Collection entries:
BEGIN

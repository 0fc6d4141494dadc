use criterion::{black_box, criterion_group, criterion_main, BatchSize, Criterion, Throughput};
use pairmap::{BiMap, SetOptions};

const ENTRIES: u32 = 10_000;

/// Build a map of `i -> i * 2` for every `i` below `ENTRIES`
fn populated() -> BiMap<u32, u64> {
    BiMap::from_entries((0..ENTRIES).map(|i| (i, u64::from(i) * 2))).unwrap()
}

/// Fill an empty map one pair at a time
fn bench_set(c: &mut Criterion) {
    let mut group = c.benchmark_group("set");
    group.throughput(Throughput::Elements(u64::from(ENTRIES)));
    group.bench_function("fresh", |b| {
        b.iter(|| {
            let mut map = BiMap::with_capacity(ENTRIES as usize);
            for i in 0..ENTRIES {
                map.set(i, u64::from(i) * 2).unwrap();
            }
            map
        })
    });

    // Every pair steals the value of its neighbour
    group.bench_function("forced_steal", |b| {
        b.iter_batched(
            populated,
            |mut map| {
                for i in 0..ENTRIES {
                    map.set_with(i + ENTRIES, u64::from(i) * 2, SetOptions::forced())
                        .unwrap();
                }
                map
            },
            BatchSize::LargeInput,
        )
    });
    group.finish();
}

/// Look pairs up from both directions
fn bench_get(c: &mut Criterion) {
    let map = populated();

    let mut group = c.benchmark_group("get");
    group.throughput(Throughput::Elements(u64::from(ENTRIES)));
    group.bench_function("forward", |b| {
        b.iter(|| (0..ENTRIES).filter_map(|i| map.get(black_box(&i))).count())
    });
    group.bench_function("inverse", |b| {
        b.iter(|| {
            (0..ENTRIES)
                .filter_map(|i| map.inverse().get(black_box(&(u64::from(i) * 2))))
                .count()
        })
    });
    group.finish();
}

/// Remove every pair, from the oldest
fn bench_delete(c: &mut Criterion) {
    let mut group = c.benchmark_group("delete");
    group.throughput(Throughput::Elements(u64::from(ENTRIES)));
    group.bench_function("oldest_first", |b| {
        b.iter_batched(
            populated,
            |mut map| {
                for i in 0..ENTRIES {
                    map.delete(&i);
                }
                map
            },
            BatchSize::LargeInput,
        )
    });
    group.finish();
}

/// Walk every pair in insertion order
fn bench_iter(c: &mut Criterion) {
    let map = populated();

    let mut group = c.benchmark_group("iter");
    group.throughput(Throughput::Elements(u64::from(ENTRIES)));
    group.bench_function("pairs", |b| b.iter(|| map.iter().map(|(k, _)| u64::from(*k)).sum::<u64>()));
    group.finish();
}

// Generate a main function
criterion_group!(benches, bench_set, bench_get, bench_delete, bench_iter);
criterion_main!(benches);
//! End-to-end walkthroughs of the conflict rules on both map kinds

use std::rc::Rc;

use pairmap::{BiMap, Error, Number, SetOptions, WeakBiMap};

/// A value that can be either a number or a piece of text
#[derive(Debug, Clone, PartialEq, Eq, Hash)]
enum Cell {
    Number(Number),
    Text(&'static str),
}

fn num(value: f64) -> Number {
    Number::from(value)
}

fn cell(value: f64) -> Cell {
    Cell::Number(num(value))
}

fn contents(map: &BiMap<Number, Cell>) -> Vec<(Number, Cell)> {
    map.iter().map(|(k, v)| (*k, v.clone())).collect()
}

/// Builds `{1: 2, -0: 3, 2: "3"}`
fn numbers_and_text() -> BiMap<Number, Cell> {
    let mut map = BiMap::new();
    map.set(num(1.0), cell(2.0))
        .and_then(|map| map.set(num(-0.0), cell(3.0)))
        .and_then(|map| map.set(num(2.0), Cell::Text("3")))
        .unwrap();
    map
}

#[test]
fn test_signed_zero_keys_and_rejected_duplicate() {
    let mut map = numbers_and_text();

    assert!(!map.has(&num(0.0)));
    assert_eq!(map.get(&num(-0.0)), Some(&cell(3.0)));
    assert!(map.inverse().get(&cell(3.0)).unwrap().is_negative_zero());
    assert_eq!(map.len(), 3);

    assert_eq!(map.set(num(4.0), cell(2.0)).map(|_| ()), Err(Error::DuplicateValue));
    assert_eq!(map.len(), 3);
    assert_eq!(map.get(&num(1.0)), Some(&cell(2.0)));
}

#[test]
fn test_forced_steal_keeps_the_first_slot() {
    let mut map = numbers_and_text();
    map.set_with(num(4.0), cell(2.0), SetOptions::forced())
        .unwrap();

    assert_eq!(map.len(), 3);
    assert_eq!(
        contents(&map),
        vec![
            (num(4.0), cell(2.0)),
            (num(-0.0), cell(3.0)),
            (num(2.0), Cell::Text("3")),
        ]
    );
    assert!(!map.has(&num(1.0)));
}

#[test]
fn test_forced_double_conflict_moves_to_the_end() {
    let mut map = numbers_and_text();
    map.set_with(num(4.0), cell(2.0), SetOptions::forced())
        .unwrap();
    map.set(num(8.0), cell(10.0)).unwrap();
    map.set_with(num(2.0), cell(2.0), SetOptions::forced())
        .unwrap();

    assert_eq!(map.len(), 3);
    assert_eq!(
        contents(&map),
        vec![
            (num(-0.0), cell(3.0)),
            (num(8.0), cell(10.0)),
            (num(2.0), cell(2.0)),
        ]
    );
    assert!(!map.has(&num(4.0)));
    assert_eq!(map.inverse().get(&Cell::Text("3")), None);
}

#[test]
fn test_nan_is_a_single_key() {
    let mut map = BiMap::new();
    map.set(num(f64::NAN), "nan").unwrap();
    map.set(num(-f64::NAN), "still nan").unwrap();

    assert_eq!(map.len(), 1);
    assert_eq!(map.get(&num(f64::NAN)), Some(&"still nan"));
}

#[test]
fn test_setting_twice_is_idempotent() {
    let mut map = numbers_and_text();
    let before = contents(&map);
    map.set(num(-0.0), cell(3.0)).unwrap();
    map.set(num(-0.0), cell(3.0)).unwrap();

    assert_eq!(contents(&map), before);
}

#[test]
fn test_construction_propagates_conflicts() {
    let result = BiMap::from_entries([(1, 'a'), (2, 'b'), (3, 'a')]);
    assert_eq!(result.map(|_| ()), Err(Error::DuplicateValue));

    let map = BiMap::from_entries([(1, 'a'), (1, 'b'), (2, 'a')]).unwrap();
    assert_eq!(map.iter().collect::<Vec<_>>(), vec![(&1, &'b'), (&2, &'a')]);
}

#[test]
fn test_views_share_iteration_order() {
    let mut map = BiMap::from_entries([("a", 1), ("b", 2), ("c", 3)]).unwrap();
    map.inverse_mut().set(2, "z").unwrap();

    assert_eq!(map.keys().copied().collect::<Vec<_>>(), vec!["a", "z", "c"]);
    assert_eq!(
        map.inverse().keys().copied().collect::<Vec<_>>(),
        vec![1, 2, 3]
    );
    assert_eq!(
        map.inverse().values().copied().collect::<Vec<_>>(),
        vec!["a", "z", "c"]
    );
    assert_eq!(
        map.iter().rev().map(|(k, _)| *k).collect::<Vec<_>>(),
        vec!["c", "z", "a"]
    );

    // A fresh iterator reflects later changes
    map.delete("a");
    assert_eq!((&map).into_iter().len(), 2);
}

#[test]
fn test_weak_forced_rebinding() {
    let [a, b, c, d, e, f] = ["a", "b", "c", "d", "e", "f"].map(Rc::new);
    let mut map = WeakBiMap::from_entries([(&a, &b), (&c, &d), (&b, &e)]).unwrap();

    assert!(Rc::ptr_eq(&map.get(&a).unwrap(), &b));
    assert!(Rc::ptr_eq(&map.inverse().get(&b).unwrap(), &a));
    assert_eq!(map.set(&f, &b).map(|_| ()), Err(Error::DuplicateValue));

    map.set_with(&f, &b, SetOptions::forced()).unwrap();
    assert!(Rc::ptr_eq(&map.get(&f).unwrap(), &b));
    assert!(Rc::ptr_eq(&map.get(&c).unwrap(), &d));
    assert!(Rc::ptr_eq(&map.get(&b).unwrap(), &e));
    assert_eq!(map.get(&a), None);

    map.set_with(&b, &b, SetOptions::forced()).unwrap();
    assert!(Rc::ptr_eq(&map.get(&b).unwrap(), &b));
    assert!(Rc::ptr_eq(&map.get(&c).unwrap(), &d));
    assert_eq!(map.get(&f), None);
    assert_eq!(map.inverse().get(&e), None);
}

END

YOUR ASSIGNMENT: Filter on the word "before": copy each matching line from the entries above.

EXERCISE RESULT:
    let before = contents(&map);
    assert_eq!(contents(&map), before);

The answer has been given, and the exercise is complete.